Big Coal Tries to Recruit Military to Kindle a Market Use as Liquid Fuel Is an Aim, but Cost, Pollution Are Issues
by Matthew Dalton
WSJ
The coal industry wants the U.S. military to jump-start a major new market for its product: liquid transportation fuels derived from coal.
The effort, however, faces skeptics who say the Pentagon shouldn’t be subsidizing the high cost and potential environmental harm of what is known as coal-to-liquids technology.
The debate, unfolding in Washington, underscores the difficulty of finding alternatives to oil in a time of global supply concerns. Unconventional sources — from Canada’s vast tar sands, to natural-gas liquids, to ethanol — promise to supplement supplies of crude from difficult-to-reach or politically unstable regions. Yet these sources face their own challenges, with cost often a major stumbling block.

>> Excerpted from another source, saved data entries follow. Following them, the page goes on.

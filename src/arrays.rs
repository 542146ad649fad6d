//! Core array data structure.
//!
//! An [`Array`] is an ownership-bearing buffer of one element type with a
//! fixed shape and flat row-major data layout. Arrays are created by the
//! caller, read by kernels, and destroyed by their owner; the engine never
//! retains them.
//!
//! ## Design Highlights
//! - Arrays are runtime-typed: the element type travels with the data as a
//!   [`Buffer`] variant, so heterogeneous code can hold `Array` values
//!   without generics, while kernels get typed slices back out.
//! - Shape is stored as a `Vec<usize>` and enforced at construction.
//! - The `array!` macro supports ergonomic creation from nested literals.
//!
//! ## Limitations
//! - Row-major only
//! - No broadcasting, slicing, or shape inference

use crate::dtype::{ElementType, Scalar};
use crate::error::{Error, Result};

/// Type-erased element storage: one vector variant per supported scalar.
#[derive(Debug, Clone, PartialEq)]
pub enum Buffer {
    I32(Vec<i32>),
    U8(Vec<u8>),
    U16(Vec<u16>),
    I16(Vec<i16>),
    I64(Vec<i64>),
    F16(Vec<half::f16>),
    F32(Vec<f32>),
    F64(Vec<f64>),
    BF16(Vec<half::bf16>),
}

impl Buffer {
    /// The element type stored in this buffer.
    pub fn element_type(&self) -> ElementType {
        match self {
            Buffer::I32(_) => ElementType::I32,
            Buffer::U8(_) => ElementType::U8,
            Buffer::U16(_) => ElementType::U16,
            Buffer::I16(_) => ElementType::I16,
            Buffer::I64(_) => ElementType::I64,
            Buffer::F16(_) => ElementType::F16,
            Buffer::F32(_) => ElementType::F32,
            Buffer::F64(_) => ElementType::F64,
            Buffer::BF16(_) => ElementType::BF16,
        }
    }

    /// Number of elements held.
    pub fn len(&self) -> usize {
        match self {
            Buffer::I32(v) => v.len(),
            Buffer::U8(v) => v.len(),
            Buffer::U16(v) => v.len(),
            Buffer::I16(v) => v.len(),
            Buffer::I64(v) => v.len(),
            Buffer::F16(v) => v.len(),
            Buffer::F32(v) => v.len(),
            Buffer::F64(v) => v.len(),
            Buffer::BF16(v) => v.len(),
        }
    }

    pub fn is_empty(&self) -> bool {
        self.len() == 0
    }

    fn zeros(elem: ElementType, n: usize) -> Buffer {
        match elem {
            ElementType::I32 => Buffer::I32(vec![0; n]),
            ElementType::U8 => Buffer::U8(vec![0; n]),
            ElementType::U16 => Buffer::U16(vec![0; n]),
            ElementType::I16 => Buffer::I16(vec![0; n]),
            ElementType::I64 => Buffer::I64(vec![0; n]),
            ElementType::F16 => Buffer::F16(vec![half::f16::ZERO; n]),
            ElementType::F32 => Buffer::F32(vec![0.0; n]),
            ElementType::F64 => Buffer::F64(vec![0.0; n]),
            ElementType::BF16 => Buffer::BF16(vec![half::bf16::ZERO; n]),
        }
    }
}

/// An N-dimensional array with a shape and flat row-major data.
///
/// All elements share one [`ElementType`]. `shape` defines the structure,
/// e.g. `[2, 3]` for a 2×3 matrix; the buffer holds the flattened content in
/// row-major order, and its length always equals the product of the
/// dimension sizes.
#[derive(Debug, Clone, PartialEq)]
pub struct Array {
    shape: Vec<usize>,
    data: Buffer,
}

impl Array {
    /// Creates an array from a shape and flat typed data.
    ///
    /// Fails with [`Error::ElementCountMismatch`] if the number of elements
    /// does not match the shape product.
    pub fn from_vec<T: Scalar>(shape: impl Into<Vec<usize>>, data: Vec<T>) -> Result<Self> {
        let shape = shape.into();
        let expected = shape.iter().product::<usize>();
        if expected != data.len() {
            return Err(Error::ElementCountMismatch {
                shape,
                expected,
                got: data.len(),
            });
        }
        Ok(Self {
            shape,
            data: T::into_buffer(data),
        })
    }

    /// Creates a zero-filled array of the given shape and element type.
    pub fn zeros(shape: impl Into<Vec<usize>>, elem: ElementType) -> Self {
        let shape = shape.into();
        let n = shape.iter().product::<usize>();
        Self {
            shape,
            data: Buffer::zeros(elem, n),
        }
    }

    /// The element type of this array.
    pub fn element_type(&self) -> ElementType {
        self.data.element_type()
    }

    /// The dimension sizes, outermost first.
    pub fn shape(&self) -> &[usize] {
        &self.shape
    }

    /// Total number of elements (product of the dimension sizes).
    pub fn len(&self) -> usize {
        self.data.len()
    }

    pub fn is_empty(&self) -> bool {
        self.data.is_empty()
    }

    /// Borrows the flat data as a typed slice.
    ///
    /// Fails with [`Error::TypeMismatch`] if `T` is not the stored type.
    pub fn as_slice<T: Scalar>(&self) -> Result<&[T]> {
        T::buffer_slice(&self.data).ok_or(Error::TypeMismatch {
            expected: T::ELEM,
            got: self.element_type(),
        })
    }

    /// Mutably borrows the flat data as a typed slice.
    ///
    /// Fails with [`Error::TypeMismatch`] if `T` is not the stored type.
    pub fn as_mut_slice<T: Scalar>(&mut self) -> Result<&mut [T]> {
        let got = self.element_type();
        T::buffer_slice_mut(&mut self.data).ok_or(Error::TypeMismatch {
            expected: T::ELEM,
            got,
        })
    }
}

/// Defines an array from nested literal arrays.
///
/// Supports arbitrary dimensionality as long as sublists are uniform in
/// shape. Innermost entries are matched as expressions, so negated literals
/// like `-7` work; the element type is inferred from them.
///
/// # Example
/// ```
/// use cwise::array;
/// let a = array!([[1.0f32, -2.0], [3.0, 4.0]]);
/// assert_eq!(a.shape(), &[2, 2]);
/// ```
#[macro_export]
macro_rules! array {
    // Every element is itself a bracketed row: recurse per row and stack.
    ([ $( [ $($row:tt)* ] ),+ $(,)? ]) => {{
        let children = vec![ $( $crate::array!([ $($row)* ]) ),+ ];
        let first_shape = children[0].shape().to_vec();
        assert!(children.iter().all(|c| c.shape() == &first_shape[..]),
            "ragged array literal (rows have mismatched shapes)");
        let mut shape = vec![children.len()];
        shape.extend_from_slice(&first_shape);
        $crate::arrays::__from_nested(shape, children)
    }};

    // Flat leaf row: expression fragments accept unary minus.
    ([ $( $x:expr ),+ $(,)? ]) => {{
        let data = vec![ $( $x ),+ ];
        let shape = vec![data.len()];
        $crate::arrays::Array::from_vec(shape, data).unwrap()
    }};

    ($x:expr) => {
        $crate::arrays::Array::from_vec(Vec::<usize>::new(), vec![$x]).unwrap()
    };
}

/// Flattens uniformly-shaped children into one array. Macro support only.
#[doc(hidden)]
pub fn __from_nested(shape: Vec<usize>, children: Vec<Array>) -> Array {
    let data = match children[0].data {
        Buffer::I32(_) => concat::<i32>(&children),
        Buffer::U8(_) => concat::<u8>(&children),
        Buffer::U16(_) => concat::<u16>(&children),
        Buffer::I16(_) => concat::<i16>(&children),
        Buffer::I64(_) => concat::<i64>(&children),
        Buffer::F16(_) => concat::<half::f16>(&children),
        Buffer::F32(_) => concat::<f32>(&children),
        Buffer::F64(_) => concat::<f64>(&children),
        Buffer::BF16(_) => concat::<half::bf16>(&children),
    };
    Array { shape, data }
}

fn concat<T: Scalar>(children: &[Array]) -> Buffer {
    let mut flat = Vec::with_capacity(children.len() * children[0].len());
    for c in children {
        // Uniformity is checked by the macro before this runs.
        flat.extend_from_slice(T::buffer_slice(&c.data).unwrap());
    }
    T::into_buffer(flat)
}

#[cfg(test)]
mod tests {
    use super::*;

    #[test]
    fn test_from_vec_checks_element_count() {
        let err = Array::from_vec(vec![2, 2], vec![1.0f32, 2.0, 3.0]);
        assert!(matches!(err, Err(Error::ElementCountMismatch { .. })));
    }

    #[test]
    fn test_typed_slice_access() {
        let a = Array::from_vec(vec![3], vec![1i32, 2, 3]).unwrap();
        assert_eq!(a.as_slice::<i32>().unwrap(), &[1, 2, 3]);
        assert!(matches!(
            a.as_slice::<f32>(),
            Err(Error::TypeMismatch { .. })
        ));
    }

    #[test]
    fn test_zeros() {
        let a = Array::zeros(vec![2, 3], ElementType::U16);
        assert_eq!(a.len(), 6);
        assert_eq!(a.element_type(), ElementType::U16);
        assert_eq!(a.as_slice::<u16>().unwrap(), &[0; 6]);
    }

    #[test]
    fn test_array_macro() {
        let a = array!([[1.0f64, 2.0], [3.0, 4.0]]);
        assert_eq!(a.shape(), &[2, 2]);
        assert_eq!(a.as_slice::<f64>().unwrap(), &[1.0, 2.0, 3.0, 4.0]);
    }

    #[test]
    fn test_array_macro_ints() {
        let a = array!([[-7i32, 7], [2, -2]]);
        assert_eq!(a.element_type(), ElementType::I32);
        assert_eq!(a.as_slice::<i32>().unwrap(), &[-7, 7, 2, -2]);
    }

    #[test]
    fn test_array_macro_negative_literals() {
        let a = array!([-7i32]);
        assert_eq!(a.shape(), &[1]);
        assert_eq!(a.as_slice::<i32>().unwrap(), &[-7]);

        let b = array!([-7.5f64, 2.0, -0.5]);
        assert_eq!(b.shape(), &[3]);
        assert_eq!(b.as_slice::<f64>().unwrap(), &[-7.5, 2.0, -0.5]);
    }

    #[test]
    fn test_array_macro_nested_mixed_signs() {
        let a = array!([[[1i32], [-2]], [[3], [-4]]]);
        assert_eq!(a.shape(), &[2, 2, 1]);
        assert_eq!(a.as_slice::<i32>().unwrap(), &[1, -2, 3, -4]);
    }
}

Expanding coal demand beyond the traditional uses of generating electricity and making steel could lead to big profits for both coal miners and companies that develop coal-to-liquids technology. Greg Boyce, chief executive of major coal miner Peabody Energy Corp. of St. Louis, said at a conference last week that using coal to make transportation fuel could increase annual U.S. coal demand by one billion tons by 2030, compared with demand of 1.2 billion tons in 2006.
The problem is the plants that do the job are expensive to build and are profitable only if the price of crude oil stays well above $40 per barrel, according to industry estimates. Benchmark light, sweet crude is currently trading above $70 a barrel on New York futures markets, but the oil markets over the long term have proven susceptible to spikes and drops.

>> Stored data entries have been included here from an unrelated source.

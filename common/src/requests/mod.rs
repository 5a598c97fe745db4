use serde::{Deserialize, Serialize};

/// Query string of `GET /api/configs/session`.
#[derive(Debug, Clone, Default, PartialEq, Eq, Serialize, Deserialize)]
pub struct LoadQuery {
    /// Stored filename to load. Only honoured if it is in the store listing.
    pub load_file: Option<String>,
    /// `true` forces the chooser and ignores `load_file`.
    pub clear: Option<String>,
    /// `true` starts a fresh configuration without showing the chooser.
    pub new: Option<String>,
    /// Message carried over from the redirect that follows a save.
    pub msg: Option<String>,
}

impl LoadQuery {
    pub fn is_clear(&self) -> bool {
        self.clear.as_deref() == Some("true")
    }

    pub fn is_new(&self) -> bool {
        self.new.as_deref() == Some("true")
    }

    pub fn requested_file(&self) -> Option<&str> {
        self.load_file.as_deref().filter(|f| !f.is_empty())
    }
}

#[derive(Debug, Clone, Copy, PartialEq, Eq)]
pub enum SaveAction {
    /// Write a new, timestamped file.
    Save,
    /// Replace a file that is already in the store.
    Overwrite,
}

impl SaveAction {
    pub fn parse(action: &str) -> Option<SaveAction> {
        match action {
            "save" => Some(SaveAction::Save),
            "overwrite" => Some(SaveAction::Overwrite),
            _ => None,
        }
    }

    pub fn as_str(self) -> &'static str {
        match self {
            SaveAction::Save => "save",
            SaveAction::Overwrite => "overwrite",
        }
    }
}

/// Form body of `POST /api/configs/session`.
///
/// Every field defaults to empty so that an incomplete form reaches the
/// controller and is rejected there with a readable message.
#[derive(Debug, Clone, Default, PartialEq, Eq, Serialize, Deserialize)]
pub struct SaveForm {
    #[serde(default)]
    pub action: String,
    /// JSON text of the configuration being saved.
    #[serde(default)]
    pub config_payload: String,
    #[serde(default, skip_serializing_if = "Option::is_none")]
    pub overwrite_filename: Option<String>,
}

Yesterday on the New York Mercantile Exchange, crude for October delivery rose 1% to settle at $77.49 a barrel.
The plants, therefore, need military support to get built, Mr. Boyce said. “Lining up the $8 billion worth of capital without baseload off-take agreements is a challenge today.”
A commitment from the Defense Department to buy fuel above the break-even production cost could ease doubts about the technology. That would require a change to federal procurement laws, an effort backed by the coal industry and some Pentagon officials, but challenged by skeptics and some lawmakers.

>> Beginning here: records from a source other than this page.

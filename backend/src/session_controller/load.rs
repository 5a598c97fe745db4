use super::SessionController;
use crate::error::BadgeError;
use common::model::configuration::Configuration;
use common::model::session::{Message, SessionView};
use common::requests::LoadQuery;
use log::{info, warn};

pub const NO_SAVED_CONFIGURATIONS: &str =
    "No saved configurations found on the server. Starting a new session.";
pub const SESSION_CLEARED: &str = "Session cleared. Choose to load or create new.";
pub const STARTING_NEW: &str = "Starting new configuration.";

impl SessionController<'_> {
    /// Decides what a `GET` presents.
    ///
    /// An empty store always gives a fresh session. Otherwise `clear` wins over
    /// `new`, which wins over `load_file`; with none of them the chooser is shown.
    pub fn resolve(&self, query: &LoadQuery) -> SessionView {
        let mut messages = Vec::new();
        if let Err(err) = self.store.ensure_directory() {
            messages.push(Message::error(err.to_string()));
        }

        let files = self.store.list_files();
        if files.is_empty() {
            messages.push(Message::info(NO_SAVED_CONFIGURATIONS));
            return SessionView::fresh(files, messages);
        }

        if query.is_clear() {
            messages.push(Message::info(SESSION_CLEARED));
            return SessionView::chooser(files, messages);
        }

        if query.is_new() {
            messages.push(Message::info(STARTING_NEW));
            return SessionView::fresh(files, messages);
        }

        let Some(requested) = query.requested_file() else {
            return SessionView::chooser(files, messages);
        };

        match self.load(requested) {
            Ok(configuration) => {
                info!("Loaded configuration {}", requested);
                if let Some(msg) = query.msg.as_deref().filter(|m| !m.is_empty()) {
                    messages.push(Message::info(msg));
                }
                SessionView::loaded(configuration, requested.to_string(), files, messages)
            }
            Err(err @ BadgeError::FileNotFound(_)) => {
                messages.push(Message::error(err.to_string()));
                SessionView::chooser(files, messages)
            }
            Err(err) => {
                warn!("Falling back to a fresh session: {}", err);
                messages.push(Message::error(err.to_string()));
                SessionView::fresh(files, messages)
            }
        }
    }

    fn load(&self, filename: &str) -> Result<Configuration, BadgeError> {
        let content = self.store.read_file(filename)?;
        Configuration::parse_incoming(&content)
            .map(Configuration::normalized)
            .map_err(|e| BadgeError::ReadFailure {
                filename: filename.to_string(),
                reason: e.to_string(),
            })
    }
}

#[cfg(test)]
mod tests {
    use super::*;
    use crate::store::ConfigStore;
    use common::model::session::{MessageLevel, SessionState};
    use std::fs;

    const STORED: &str = "Spring_20250301_101500.json";

    fn store_with_file() -> (tempfile::TempDir, ConfigStore) {
        let temp_dir = tempfile::tempdir().unwrap();
        let store = ConfigStore::new(temp_dir.path().join("logs"));
        store.ensure_directory().unwrap();
        let body = r#"{"configName": "Spring", "timestamp": "", "groups": []}"#;
        fs::write(store.dir().join(STORED), body).unwrap();
        (temp_dir, store)
    }

    fn query(pairs: &[(&str, &str)]) -> LoadQuery {
        let mut query = LoadQuery::default();
        for (key, value) in pairs {
            let value = Some(value.to_string());
            match *key {
                "load_file" => query.load_file = value,
                "clear" => query.clear = value,
                "new" => query.new = value,
                "msg" => query.msg = value,
                _ => unreachable!(),
            }
        }
        query
    }

    #[test]
    fn empty_store_goes_straight_to_fresh_session() {
        let temp_dir = tempfile::tempdir().unwrap();
        let store = ConfigStore::new(temp_dir.path().join("logs"));
        let controller = SessionController::new(&store);

        for q in [query(&[]), query(&[("clear", "true")]), query(&[("load_file", STORED)])] {
            let view = controller.resolve(&q);
            assert_eq!(view.state, SessionState::FreshSession);
            assert_eq!(view.messages, vec![Message::info(NO_SAVED_CONFIGURATIONS)]);
        }
        assert!(store.dir().is_dir());
    }

    #[test]
    fn history_without_request_shows_chooser() {
        let (_temp_dir, store) = store_with_file();
        let view = SessionController::new(&store).resolve(&query(&[]));

        assert_eq!(view.state, SessionState::ChooserShown);
        assert_eq!(view.files, vec![STORED]);
        assert!(view.messages.is_empty());
    }

    #[test]
    fn listed_file_loads_and_binds() {
        let (_temp_dir, store) = store_with_file();
        let controller = SessionController::new(&store);
        let q = query(&[("load_file", STORED), ("msg", "Saved!")]);

        let view = controller.resolve(&q);
        assert_eq!(view.state, SessionState::LoadedSession);
        assert_eq!(view.bound_filename.as_deref(), Some(STORED));
        assert_eq!(view.configuration.config_name, "Spring");
        assert_eq!(view.configuration.groups.len(), 1);
        assert_eq!(view.messages, vec![Message::info("Saved!")]);

        assert_eq!(controller.resolve(&q), view);
    }

    #[test]
    fn clear_ignores_load_file() {
        let (_temp_dir, store) = store_with_file();
        let view = SessionController::new(&store)
            .resolve(&query(&[("clear", "true"), ("load_file", STORED)]));

        assert_eq!(view.state, SessionState::ChooserShown);
        assert!(view.bound_filename.is_none());
        assert_eq!(view.messages, vec![Message::info(SESSION_CLEARED)]);
    }

    #[test]
    fn new_starts_fresh_despite_history() {
        let (_temp_dir, store) = store_with_file();
        let view = SessionController::new(&store).resolve(&query(&[("new", "true")]));

        assert_eq!(view.state, SessionState::FreshSession);
        assert_eq!(view.configuration, Configuration::new_default());
        assert_eq!(view.files, vec![STORED]);
    }

    #[test]
    fn traversal_attempt_is_file_not_found() {
        let (_temp_dir, store) = store_with_file();
        let view = SessionController::new(&store)
            .resolve(&query(&[("load_file", "../../etc/passwd")]));

        assert_eq!(view.state, SessionState::ChooserShown);
        assert!(view.bound_filename.is_none());
        assert_eq!(view.messages.len(), 1);
        assert_eq!(view.messages[0].level, MessageLevel::Error);
        assert!(view.messages[0].text.contains("../../etc/passwd"));
    }

    #[test]
    fn malformed_file_falls_back_to_fresh_session() {
        let (_temp_dir, store) = store_with_file();
        fs::write(store.dir().join("Broken_20250301_101500.json"), "{ not json").unwrap();

        let view = SessionController::new(&store)
            .resolve(&query(&[("load_file", "Broken_20250301_101500.json")]));

        assert_eq!(view.state, SessionState::FreshSession);
        assert!(view.bound_filename.is_none());
        assert!(view.has_error());
        assert!(view.messages[0]
            .text
            .contains("Failed to read configuration file: Broken_20250301_101500.json"));
    }

    #[test]
    fn undecodable_file_falls_back_to_fresh_session() {
        let (_temp_dir, store) = store_with_file();
        let name = "Binary_20250301_101500.json";
        fs::write(store.dir().join(name), [0xff, 0xfe, 0x00]).unwrap();

        let view = SessionController::new(&store).resolve(&query(&[("load_file", name)]));

        assert_eq!(view.state, SessionState::FreshSession);
        assert!(view.bound_filename.is_none());
        assert_eq!(view.configuration, Configuration::new_default());
        assert_eq!(view.messages.len(), 1);
        assert!(view.messages[0].text.contains(name));
    }

    #[test]
    fn storage_failure_is_reported_and_session_starts_fresh() {
        let temp_dir = tempfile::tempdir().unwrap();
        let blocker = temp_dir.path().join("blocker");
        fs::write(&blocker, "").unwrap();
        let store = ConfigStore::new(blocker.join("logs"));

        let view = SessionController::new(&store).resolve(&query(&[]));
        assert_eq!(view.state, SessionState::FreshSession);
        assert_eq!(view.messages[0].level, MessageLevel::Error);
        assert_eq!(view.messages[1], Message::info(NO_SAVED_CONFIGURATIONS));
    }
}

The industry says the value of a natural fuel resource in the U.S., home to some of the world’s largest coal reserves, should be worth the higher cost of fuel made from coal. Political instability in the Middle East, along with declining global oil reserves, will pose more serious threats to the military’s fuel supply over the next two decades, the industry argues.
“Competition for global oil is only going to get more intense and more pricey,” said Corey Henry, spokesman for the Coal to Liquids Coalition, a group representing miners and coal-to-liquids technology companies.
The coal-to-liquids process, known as Fischer-Tropsch, is a proven technology, proponents say. Nazi Germany derived about half the military fuel it used in World War II from the Fischer-Tropsch process. South Africa relied heavily on the process because of international sanctions in the apartheid era that limited the country’s ability to import oil.
[Coal]
Others are skeptical. They say the armed forces buy and consume a large percentage of fuel overseas, making it less useful to rely on fuels produced domestically. If the military wants to develop an assured supply of domestically available fuel, one option would be to create a military petroleum reserve that could be tapped in a crisis.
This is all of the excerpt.